I came to her every morning, at first just for breakfast, but then I stayed longer. It's funny how it happened. She didn't ask outright. She didn't say, _Come stay with me, I miss you and I'm lonely without you._ That wasn't her way. Not at the beginning.

Instead, she started with showing me things. Her father's bow. Her parent's wedding picture. The spile from the arena. She described the woods, plants she'd found, asked me to plan a garden with her.

I tried to reciprocate, tried to talk of my parents, my brothers, of life in the bakery, but it was all very confusing in my mind. Memories poured over each other like cataracts, a jumble of disjointed images that were familiar and yet strange. I wanted to remember - they were my family, after all, with all their defects and imperfections. And they had died horribly. Sometimes that realization came on me as if it were the first time, and I stayed in my room, to wrestle with that truth, either in silence or with paint.

I kept all these things to myself.

"It's almost lunch time," she said one day, her voice so low, I thought it might crack. "I caught a few squirrels today."

"I can help you cook them," I offered.

She gave me a half-smile, the first one I'd seen since the Quarter Quell. Her face strained under the strangeness of the expression but soon, her muscles remembered and she eased into it. It brightened her face, making me feel a little dizzy. I had forgotten the effect she could have on me.

After that, we cooked together often, saying very little and only ever about the food. But in that quiet kitchen, I didn't feel the awkwardness of the silence. I felt calm and at peace because I was with her. And to some degree, she seemed to feel the same way. She was serene as she cleaned meat or cut vegetables. I knew her nights were terrible - I barely closed my eyes for fear of what I would see on the other side of them. I saw the faces of my family and watched them become consumed by flames and bombings, unable to stop it from happening. I could barely remember anything else - the hijacking had made my mind a strange place when it came to drawing out the memories of things - but I could bring to mind their deaths in vivid detail, though I had not witnessed them myself.

And I heard Katniss's screams pierce the night. The routine of each day seemed to ward the evil away for just a little while, but it came back every night to visit us both.

One day, when we'd had our lunch, Katniss left the kitchen and brought back a large box. The Capitol seal on top made me wary.

"What's that?" I asked.

She moved the flaps aside, pulling out the packaging that held a large, leather book. When she handed it to me, I was impressed by the elegance of the cover and the quality of the thick paper inside. I thought of all the sketches I could draw on paper as fine as this.

"This is beautiful!" I said, with real admiration.

"I got the idea from my mother's plant book," she said as I studied the binding, which opened discreetly to permit pages to be added.

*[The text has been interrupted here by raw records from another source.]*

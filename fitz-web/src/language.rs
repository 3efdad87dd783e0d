use std::collections::HashMap;

/// A bundled translation
#[derive(PartialEq, Eq, Clone, Debug)]
pub struct LanguageInfo {
    pub translation: &'static str,
}

/// Bundled languages keyed by language code
pub fn supported_languages() -> HashMap<&'static str, LanguageInfo> {
    HashMap::from([(
        "en",
        LanguageInfo {
            translation: include_str!("../translations/en.json"),
        },
    )])
}
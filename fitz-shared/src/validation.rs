//! Client-side form schema.
//!
//! Every form in the application is validated here before anything is sent,
//! so validation failures never cost a network round trip. Errors are
//! collected per field rather than stopping at the first one.

use std::{collections::BTreeMap, fmt, str::FromStr};

/// Username length bounds, in characters, after trimming.
pub const USERNAME_LENGTH: (usize, usize) = (3, 30);
/// Password length bounds, in characters.
pub const PASSWORD_LENGTH: (usize, usize) = (8, 128);
/// Upper bound for free-text profile fields.
pub const MAX_TEXT_LENGTH: usize = 100;
/// Accepted age range, in years.
pub const AGE_RANGE: (u32, u32) = (1, 120);

/// Why a single field was rejected.
#[derive(Debug, PartialEq, Eq, Clone)]
pub enum ValidationError {
    /// Field is required but empty
    Required,
    /// Shorter than the minimum number of characters
    TooShort(usize),
    /// Longer than the maximum number of characters
    TooLong(usize),
    /// Email address is malformed
    InvalidEmail,
    /// Not parseable as a number
    NotANumber,
    /// Must be greater than zero
    NotPositive,
    /// Must be zero or more
    Negative,
    /// Outside an inclusive numeric range
    OutOfRange(u32, u32),
    /// Not one of the enumerated choices
    UnknownOption,
}

impl fmt::Display for ValidationError {
    fn fmt(&self, f: &mut fmt::Formatter<'_>) -> fmt::Result {
        match self {
            Self::Required => f.write_str("is required"),
            Self::TooShort(min) => write!(f, "must be at least {min} characters"),
            Self::TooLong(max) => write!(f, "must be at most {max} characters"),
            Self::InvalidEmail => f.write_str("must be a valid email address"),
            Self::NotANumber => f.write_str("must be a number"),
            Self::NotPositive => f.write_str("must be greater than zero"),
            Self::Negative => f.write_str("must not be negative"),
            Self::OutOfRange(min, max) => write!(f, "must be between {min} and {max}"),
            Self::UnknownOption => f.write_str("must be one of the listed options"),
        }
    }
}

/// Form field a [`ValidationError`] is attached to.
#[derive(Debug, Clone, Copy, PartialEq, Eq, PartialOrd, Ord, Hash)]
pub enum Field {
    Username,
    Email,
    Password,
    Age,
    Gender,
    Height,
    Weight,
    WeightGoal,
    MainGoal,
    FitnessLevel,
    PreferredWorkoutSplit,
    Name,
    Description,
    Difficulty,
    EstimatedDuration,
    WorkoutType,
    TargetMuscleGroups,
    Equipment,
    Tags,
    Exercises,
    ExerciseRow(usize),
    Duration,
    FeelingRating,
    Set { exercise: usize, set: usize },
}

impl fmt::Display for Field {
    fn fmt(&self, f: &mut fmt::Formatter<'_>) -> fmt::Result {
        match self {
            Self::Username => f.write_str("Username"),
            Self::Email => f.write_str("Email"),
            Self::Password => f.write_str("Password"),
            Self::Age => f.write_str("Age"),
            Self::Gender => f.write_str("Gender"),
            Self::Height => f.write_str("Height"),
            Self::Weight => f.write_str("Weight"),
            Self::WeightGoal => f.write_str("Weight goal"),
            Self::MainGoal => f.write_str("Main goal"),
            Self::FitnessLevel => f.write_str("Fitness level"),
            Self::PreferredWorkoutSplit => f.write_str("Preferred workout split"),
            Self::Name => f.write_str("Name"),
            Self::Description => f.write_str("Description"),
            Self::Difficulty => f.write_str("Difficulty"),
            Self::EstimatedDuration => f.write_str("Estimated duration"),
            Self::WorkoutType => f.write_str("Workout type"),
            Self::TargetMuscleGroups => f.write_str("Target muscle groups"),
            Self::Equipment => f.write_str("Equipment"),
            Self::Tags => f.write_str("Tags"),
            Self::Exercises => f.write_str("Exercises"),
            Self::ExerciseRow(index) => write!(f, "Exercise {}", index + 1),
            Self::Duration => f.write_str("Duration"),
            Self::FeelingRating => f.write_str("Feeling rating"),
            Self::Set { exercise, set } => write!(f, "Exercise {} set {}", exercise + 1, set + 1),
        }
    }
}

/// Field-scoped validation failures for one form submission.
#[derive(Debug, Clone, Default, PartialEq, Eq)]
pub struct FieldErrors(BTreeMap<Field, ValidationError>);

impl FieldErrors {
    #[must_use]
    pub fn new() -> Self {
        Self::default()
    }

    /// Record an error; the first error per field wins.
    pub fn insert(&mut self, field: Field, error: ValidationError) {
        self.0.entry(field).or_insert(error);
    }

    /// Record the error from `result`, if any, and hand back the value.
    pub fn check<T>(&mut self, field: Field, result: Result<T, ValidationError>) -> Option<T> {
        match result {
            Ok(value) => Some(value),
            Err(error) => {
                self.insert(field, error);
                None
            }
        }
    }

    #[must_use]
    pub fn get(&self, field: Field) -> Option<&ValidationError> {
        self.0.get(&field)
    }

    #[must_use]
    pub fn is_empty(&self) -> bool {
        self.0.is_empty()
    }

    #[must_use]
    pub fn len(&self) -> usize {
        self.0.len()
    }

    pub fn iter(&self) -> impl Iterator<Item = (&Field, &ValidationError)> {
        self.0.iter()
    }

    /// Message for one field, formatted for inline display under its input.
    #[must_use]
    pub fn message(&self, field: Field) -> Option<String> {
        self.get(field).map(|error| format!("{field} {error}"))
    }
}

impl fmt::Display for FieldErrors {
    fn fmt(&self, f: &mut fmt::Formatter<'_>) -> fmt::Result {
        let mut first = true;
        for (field, error) in &self.0 {
            if !first {
                f.write_str("; ")?;
            }
            write!(f, "{field} {error}")?;
            first = false;
        }
        Ok(())
    }
}

impl std::error::Error for FieldErrors {}

fn check_length(value: &str, (min, max): (usize, usize)) -> Result<(), ValidationError> {
    let length = value.chars().count();
    if length < min {
        return Err(ValidationError::TooShort(min));
    }
    if length > max {
        return Err(ValidationError::TooLong(max));
    }
    Ok(())
}

/// Validates a username and returns it trimmed.
///
/// # Validation rules
/// - Username must not be empty
/// - Username must be 3 to 30 characters long after trimming
pub fn validate_username(username: &str) -> Result<String, ValidationError> {
    let trimmed = username.trim();
    if trimmed.is_empty() {
        return Err(ValidationError::Required);
    }
    check_length(trimmed, USERNAME_LENGTH)?;
    Ok(trimmed.to_string())
}

/// Validates an email address and returns it trimmed.
///
/// # Validation rules
/// - Email must not be empty
/// - Email must have a non-empty local part, a single '@', and a non-empty domain
/// - The domain must not start or end with '.'
pub fn validate_email(email: &str) -> Result<String, ValidationError> {
    let trimmed = email.trim();
    if trimmed.is_empty() {
        return Err(ValidationError::Required);
    }
    let Some((local, domain)) = trimmed.split_once('@') else {
        return Err(ValidationError::InvalidEmail);
    };
    let domain_ok = !domain.is_empty()
        && !domain.starts_with('.')
        && !domain.ends_with('.')
        && !domain.contains('@');
    if local.is_empty() || !domain_ok || trimmed.contains(char::is_whitespace) {
        return Err(ValidationError::InvalidEmail);
    }
    Ok(trimmed.to_string())
}

/// Validates a password. Passwords are never trimmed.
///
/// # Validation rules
/// - Password must not be blank
/// - Password must be 8 to 128 characters long
pub fn validate_password(password: &str) -> Result<String, ValidationError> {
    if password.trim().is_empty() {
        return Err(ValidationError::Required);
    }
    check_length(password, PASSWORD_LENGTH)?;
    Ok(password.to_string())
}

/// Validates a required free-text field and returns it trimmed.
pub fn validate_text(value: &str, max: usize) -> Result<String, ValidationError> {
    let trimmed = value.trim();
    if trimmed.is_empty() {
        return Err(ValidationError::Required);
    }
    if trimmed.chars().count() > max {
        return Err(ValidationError::TooLong(max));
    }
    Ok(trimmed.to_string())
}

/// Parses a strictly positive decimal, as used for body measurements.
pub fn parse_positive(value: &str) -> Result<f64, ValidationError> {
    let trimmed = value.trim();
    if trimmed.is_empty() {
        return Err(ValidationError::Required);
    }
    let number: f64 = trimmed.parse().map_err(|_| ValidationError::NotANumber)?;
    if !number.is_finite() {
        return Err(ValidationError::NotANumber);
    }
    if number <= 0.0 {
        return Err(ValidationError::NotPositive);
    }
    Ok(number)
}

/// Parses a strictly positive whole number.
pub fn parse_positive_int(value: &str) -> Result<u32, ValidationError> {
    let number = parse_whole(value)?;
    if number == 0 {
        return Err(ValidationError::NotPositive);
    }
    Ok(number)
}

/// Parses a whole number that may be zero.
pub fn parse_whole(value: &str) -> Result<u32, ValidationError> {
    let trimmed = value.trim();
    if trimmed.is_empty() {
        return Err(ValidationError::Required);
    }
    if trimmed.starts_with('-') {
        return Err(ValidationError::Negative);
    }
    trimmed.parse().map_err(|_| ValidationError::NotANumber)
}

/// Parses a whole number inside an inclusive range.
pub fn parse_in_range(value: &str, (min, max): (u32, u32)) -> Result<u32, ValidationError> {
    let number = parse_whole(value)?;
    if !(min..=max).contains(&number) {
        return Err(ValidationError::OutOfRange(min, max));
    }
    Ok(number)
}

/// Parses one of an enumerated set of options.
pub fn parse_choice<T: FromStr>(value: &str) -> Result<T, ValidationError> {
    let trimmed = value.trim();
    if trimmed.is_empty() {
        return Err(ValidationError::Required);
    }
    trimmed.parse().map_err(|_| ValidationError::UnknownOption)
}

/// Parses an optional numeric input: blank means "not recorded".
pub fn parse_optional<T: FromStr>(value: &str) -> Result<Option<T>, ValidationError> {
    let trimmed = value.trim();
    if trimmed.is_empty() {
        return Ok(None);
    }
    if trimmed.starts_with('-') {
        return Err(ValidationError::Negative);
    }
    trimmed
        .parse()
        .map(Some)
        .map_err(|_| ValidationError::NotANumber)
}

#[cfg(test)]
mod tests {
    use super::*;
    use crate::models::Gender;

    #[test]
    fn test_validate_username() {
        assert_eq!(validate_username("  lifter  ").unwrap(), "lifter");
        assert!(validate_username("abc").is_ok());
        assert_eq!(validate_username("   "), Err(ValidationError::Required));
        assert_eq!(validate_username("ab"), Err(ValidationError::TooShort(3)));
        assert_eq!(
            validate_username(&"a".repeat(31)),
            Err(ValidationError::TooLong(30))
        );
    }

    #[test]
    fn test_validate_email() {
        assert!(validate_email("a@b.com").is_ok());
        assert!(validate_email("first.last+tag@example.co.uk").is_ok());
        assert_eq!(validate_email(" user@host ").as_deref(), Ok("user@host"));
        assert_eq!(validate_email(""), Err(ValidationError::Required));
        for invalid in ["userexample.com", "@example.com", "user@", "a b@c.com", "a@b@c.com", "a@.com", "a@b."] {
            assert_eq!(validate_email(invalid), Err(ValidationError::InvalidEmail), "{invalid}");
        }
    }

    #[test]
    fn test_validate_password() {
        assert!(validate_password("password1").is_ok());
        assert_eq!(validate_password("        "), Err(ValidationError::Required));
        assert_eq!(validate_password("short"), Err(ValidationError::TooShort(8)));
        assert_eq!(
            validate_password(&"x".repeat(129)),
            Err(ValidationError::TooLong(128))
        );
        // Surrounding spaces are part of the password.
        assert_eq!(validate_password(" secret12 ").unwrap(), " secret12 ");
    }

    #[test]
    fn test_numeric_parsers() {
        assert_eq!(parse_positive("72.5"), Ok(72.5));
        assert_eq!(parse_positive("0"), Err(ValidationError::NotPositive));
        assert_eq!(parse_positive("-3"), Err(ValidationError::NotPositive));
        assert_eq!(parse_positive("heavy"), Err(ValidationError::NotANumber));
        assert_eq!(parse_positive("NaN"), Err(ValidationError::NotANumber));
        assert_eq!(parse_positive(""), Err(ValidationError::Required));

        assert_eq!(parse_positive_int("3"), Ok(3));
        assert_eq!(parse_positive_int("0"), Err(ValidationError::NotPositive));
        assert_eq!(parse_whole("0"), Ok(0));
        assert_eq!(parse_whole("-1"), Err(ValidationError::Negative));
        assert_eq!(parse_whole("1.5"), Err(ValidationError::NotANumber));

        assert_eq!(parse_in_range("30", AGE_RANGE), Ok(30));
        assert_eq!(parse_in_range("0", AGE_RANGE), Err(ValidationError::OutOfRange(1, 120)));
        assert_eq!(parse_in_range("121", AGE_RANGE), Err(ValidationError::OutOfRange(1, 120)));
    }

    #[test]
    fn test_parse_optional() {
        assert_eq!(parse_optional::<u32>(""), Ok(None));
        assert_eq!(parse_optional::<u32>(" 12 "), Ok(Some(12)));
        assert_eq!(parse_optional::<f64>("-2"), Err(ValidationError::Negative));
        assert_eq!(parse_optional::<u32>("ten"), Err(ValidationError::NotANumber));
    }

    #[test]
    fn test_parse_choice() {
        assert_eq!(parse_choice::<Gender>("female"), Ok(Gender::Female));
        assert_eq!(parse_choice::<Gender>(""), Err(ValidationError::Required));
        assert_eq!(parse_choice::<Gender>("robot"), Err(ValidationError::UnknownOption));
    }

    #[test]
    fn test_field_errors_collects_first_error_per_field() {
        let mut errors = FieldErrors::new();
        assert!(errors.is_empty());

        assert_eq!(errors.check(Field::Age, parse_in_range("0", AGE_RANGE)), None);
        errors.insert(Field::Age, ValidationError::Required);
        assert_eq!(errors.check(Field::Height, parse_positive("180")), Some(180.0));
        errors.insert(Field::Set { exercise: 0, set: 1 }, ValidationError::NotANumber);

        assert_eq!(errors.len(), 2);
        assert_eq!(errors.get(Field::Age), Some(&ValidationError::OutOfRange(1, 120)));
        assert_eq!(
            errors.message(Field::Age).as_deref(),
            Some("Age must be between 1 and 120")
        );
        assert_eq!(
            errors.to_string(),
            "Age must be between 1 and 120; Exercise 1 set 2 must be a number"
        );
    }
}
use crate::{
    models::RegisterRequest,
    validation::{
        AGE_RANGE, Field, FieldErrors, MAX_TEXT_LENGTH, parse_choice, parse_in_range,
        parse_positive, validate_email, validate_password, validate_text, validate_username,
    },
};

/// Registration form input, one string per field.
#[derive(Debug, Clone, Default, PartialEq, Eq)]
pub struct RegisterForm {
    pub username: String,
    pub email: String,
    pub password: String,
    pub age: String,
    pub gender: String,
    pub height: String,
    pub weight: String,
    pub weight_goal: String,
    pub main_goal: String,
    pub fitness_level: String,
    pub preferred_workout_split: String,
}

impl RegisterForm {
    /// Every field on the form, in display order.
    pub const FIELDS: [Field; 11] = [
        Field::Username,
        Field::Email,
        Field::Password,
        Field::Age,
        Field::Gender,
        Field::Height,
        Field::Weight,
        Field::WeightGoal,
        Field::MainGoal,
        Field::FitnessLevel,
        Field::PreferredWorkoutSplit,
    ];

    /// Current input backing `field`.
    #[must_use]
    pub fn field(&self, field: Field) -> Option<&str> {
        let value = match field {
            Field::Username => &self.username,
            Field::Email => &self.email,
            Field::Password => &self.password,
            Field::Age => &self.age,
            Field::Gender => &self.gender,
            Field::Height => &self.height,
            Field::Weight => &self.weight,
            Field::WeightGoal => &self.weight_goal,
            Field::MainGoal => &self.main_goal,
            Field::FitnessLevel => &self.fitness_level,
            Field::PreferredWorkoutSplit => &self.preferred_workout_split,
            _ => return None,
        };
        Some(value)
    }

    /// Mutable access to the input backing `field`, for change handlers.
    pub fn field_mut(&mut self, field: Field) -> Option<&mut String> {
        match field {
            Field::Username => Some(&mut self.username),
            Field::Email => Some(&mut self.email),
            Field::Password => Some(&mut self.password),
            Field::Age => Some(&mut self.age),
            Field::Gender => Some(&mut self.gender),
            Field::Height => Some(&mut self.height),
            Field::Weight => Some(&mut self.weight),
            Field::WeightGoal => Some(&mut self.weight_goal),
            Field::MainGoal => Some(&mut self.main_goal),
            Field::FitnessLevel => Some(&mut self.fitness_level),
            Field::PreferredWorkoutSplit => Some(&mut self.preferred_workout_split),
            _ => None,
        }
    }

    /// Check every field against the registration schema.
    ///
    /// # Errors
    /// Returns every failing field at once.
    pub fn validate(&self) -> Result<RegisterRequest, FieldErrors> {
        let mut errors = FieldErrors::new();

        let username = errors.check(Field::Username, validate_username(&self.username));
        let email = errors.check(Field::Email, validate_email(&self.email));
        let password = errors.check(Field::Password, validate_password(&self.password));
        let age = errors.check(Field::Age, parse_in_range(&self.age, AGE_RANGE));
        let gender = errors.check(Field::Gender, parse_choice(&self.gender));
        let height = errors.check(Field::Height, parse_positive(&self.height));
        let weight = errors.check(Field::Weight, parse_positive(&self.weight));
        let weight_goal = errors.check(Field::WeightGoal, parse_positive(&self.weight_goal));
        let main_goal = errors.check(Field::MainGoal, validate_text(&self.main_goal, MAX_TEXT_LENGTH));
        let fitness_level = errors.check(Field::FitnessLevel, parse_choice(&self.fitness_level));
        let preferred_workout_split = errors.check(
            Field::PreferredWorkoutSplit,
            validate_text(&self.preferred_workout_split, MAX_TEXT_LENGTH),
        );

        match (
            username,
            email,
            password,
            age,
            gender,
            height,
            weight,
            weight_goal,
            main_goal,
            fitness_level,
            preferred_workout_split,
        ) {
            (
                Some(username),
                Some(email),
                Some(password),
                Some(age),
                Some(gender),
                Some(height),
                Some(weight),
                Some(weight_goal),
                Some(main_goal),
                Some(fitness_level),
                Some(preferred_workout_split),
            ) => Ok(RegisterRequest {
                username,
                email,
                password,
                age,
                gender,
                height,
                weight,
                weight_goal,
                main_goal,
                fitness_level,
                preferred_workout_split,
            }),
            _ => Err(errors),
        }
    }
}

"Which idea?" I asked as she turned to serve the tea she had been steeping.

"A Book of Memories," her voice shook as she said this, and I knew we were treading new ground. "There's so much I wish I could just...forget...things that I can't stop thinking about, no matter how hard I try. But I don't want to forget...them. I want to remember all the people who mattered...to us..all the people who were lost."

It was the first time we spoke directly of the dead. We were so skittish in that period, doing everything to not disrupt the delicate equilibrium we'd found with each other. We could hear each other screaming out our nightmares into the night. We both understood why we tried our best to stay away from town, why we drew a tight circle around our lives and let very few people in. We were burned and damaged, our new skin still raw and we didn't want to press issues too hard because we were so afraid that if we did, we might start bleeding and never stop again.

"We can...we can write what we remember and maybe add a picture…" she stammered.

"I can make a sketch if we can't find a picture to add…"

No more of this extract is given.